PROOF Acquisition Corp I (PACI) Merger With Volato (Private)

August 4, 2023

  • PROOF Acquisition Corp I (PACI) to acquire Volato (Private) in a transaction valuing the pro forma entity at $261 million in Enterprise Value ($299 million equity value) assuming 100% redemptions from the current level of 76% and $30.0 million equity financing which will be raised through additional preferred financing round and also includes $10 million raised on July 10, 2023, through preferred financing round.
  • Volato shareholders will receive an equity consideration of $190 million at $10.0 per share.

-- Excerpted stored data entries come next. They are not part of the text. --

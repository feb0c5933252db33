// SPDX-License-Identifier: Apache-2.0 OR MIT
// Copyright (c) 2025-2026 naskel.com

//! Line Protocol encoder used by the time-series sink.
//!
//! Output follows the upstream InfluxDB escaping rules so that any
//! InfluxDB-compatible endpoint accepts it:
//! ```text
//! measurement,tag1=val1,tag2=val2 field1=val1,field2=val2 timestamp_ns
//! ```

use crate::error::BackendError;
use crate::point::{FieldValue, Point};

impl FieldValue {
    /// Format this value for Line Protocol.
    ///
    /// - Integer: suffixed with `i` (e.g., `42i`)
    /// - Float: written as-is (e.g., `3.14`)
    /// - Text: quoted with double quotes, inner quotes and backslashes escaped
    pub fn to_line_protocol(&self) -> String {
        match self {
            FieldValue::Integer(v) => format!("{}i", v),
            FieldValue::Float(v) => format!("{}", v),
            FieldValue::Text(v) => {
                let escaped = v.replace('\\', "\\\\").replace('"', "\\\"");
                format!("\"{}\"", escaped)
            }
        }
    }
}

/// Encode a single point as one Line Protocol line (no trailing newline).
///
/// InfluxDB rejects points without fields, so an empty field set is an error.
pub fn encode_point(point: &Point) -> Result<String, BackendError> {
    if point.fields().is_empty() {
        return Err(BackendError::Encode(format!(
            "point in '{}' has no fields",
            point.measurement()
        )));
    }
    let timestamp = point.timestamp_nanos().ok_or_else(|| {
        BackendError::Encode(format!("timestamp {} out of range", point.timestamp()))
    })?;

    let mut line = escape_measurement(point.measurement());

    // Tags are already sorted by key
    for (key, value) in point.tags() {
        line.push(',');
        line.push_str(&escape_key(key));
        line.push('=');
        line.push_str(&escape_key(value));
    }

    line.push(' ');

    for (i, (key, value)) in point.fields().iter().enumerate() {
        if i > 0 {
            line.push(',');
        }
        line.push_str(&escape_key(key));
        line.push('=');
        line.push_str(&value.to_line_protocol());
    }

    line.push(' ');
    line.push_str(&timestamp.to_string());

    Ok(line)
}

/// Spaces and commas must be escaped with backslash.
fn escape_measurement(s: &str) -> String {
    s.replace('\\', "\\\\")
        .replace(',', "\\,")
        .replace(' ', "\\ ")
}

/// Tag keys, tag values and field keys: commas, equals signs, and spaces.
fn escape_key(s: &str) -> String {
    s.replace('\\', "\\\\")
        .replace(',', "\\,")
        .replace('=', "\\=")
        .replace(' ', "\\ ")
}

In addition to base purchase price, they will also receive the sum of the aggregate exercise prices of all vested Volato Options and the aggregate amount of any Volato private equity financing of up to $60 million.  
  • Sponsor agrees to use up to 50% of the Founder Shares (or *3.22 million shares) to satisfy minimum cash condition.
  • Minimum net cash condition of $35.0 million.
  • No termination fees.
  • Business combination transaction is targeted to close in 2023.
  • SPAC Details:
    • Unit Structure: 1 share of Class A Common Stock + 0.5 Redeemable Warrant
    • #Cash in Trust: $68,132,529 (105.7 % of Public Offering, including $0.48 million of extension deposit)
    • Public Shares Outstanding: 6,443,098 shares
    • Private Shares Outstanding: 6,900,000 shares
    • Trust Value/Share: $10.57
    • Current Liquidation Date: September 3, 2023
    • Outside Liquidation Date: December 3, 2023
Redemption Rate100% from current level of 76.7%
Share Price$10.0 per share
Enterprise Value$261 million
Market Cap Value$299 million
  • Target Shareholders Receive (~64%):
    • Equity consideration of $190 million at $10.0 per share (19 million Volato Group Class A Common Stock)
    • Additionally, they will also receive shares based on the following:
      • (Aggregate Exercise Price + Aggregate Additional Series A-1 Investment Amount up to $60.0 million) / $10.0
  • PIPE / Financing:
    • Volato raised $10.0 million on July 10, 2023, by issuing Series-A Preferred Shares to Sponsor (PROOF.vc)
    • Expects to raise $30.0 million to $60.0 million through additional preferred financing round
  • Redemption Protections:
    • Nil
  • Support Agreement:
    • Standard voting support
    • Sponsor agreed to use up to 50% of the Founder Shares (or *3.22 million shares) to satisfy the minimum cash condition
  • Lock-Up:
    • SPAC Sponsor: 1-year post-closing
      • Early Release: If the price equals or exceeds $12.0 per share after 150 days post-closing
    • Key Target shareholders (Holdings > 0.25 million shares): 180 days post-closing
  • Closing Conditions:
    • Termination date: December 1, 2023
    • Minimum net cash condition of $35 million
      • Cash includes:
Cash in Trust
Less:Redemptions
Less:Unpaid PACI Expenses
Add:Amounts received by the Company for the purchase of Company Series A-1 Preferred Stock
Add:PIPE Investment (excluding amounts received by the Company for the purchase of Company Series A-1 Preferred Stock)
  • Approval of PACI’s shareholders to extend deadline by December 3, 2023
    • PACI Dissenting shares ≤ 5%
  • Other customary closing conditions
  • Termination:
    • No termination fees
    • Other standard termination clauses
  • Advisors:
    • SPAC Legal Advisors: Steptoe & Johnson
    • Target Legal Advisors: Womble Bond & Dickinson
    • Target Financial Advisor: BTIG, LLC
  • Equity Incentive Plan:
    • Share reserve of 20% of fully diluted outstanding shares post-closing

*Denotes estimated figures by CPC

#Reported as on 24th May 2023 (Extension Meeting Results)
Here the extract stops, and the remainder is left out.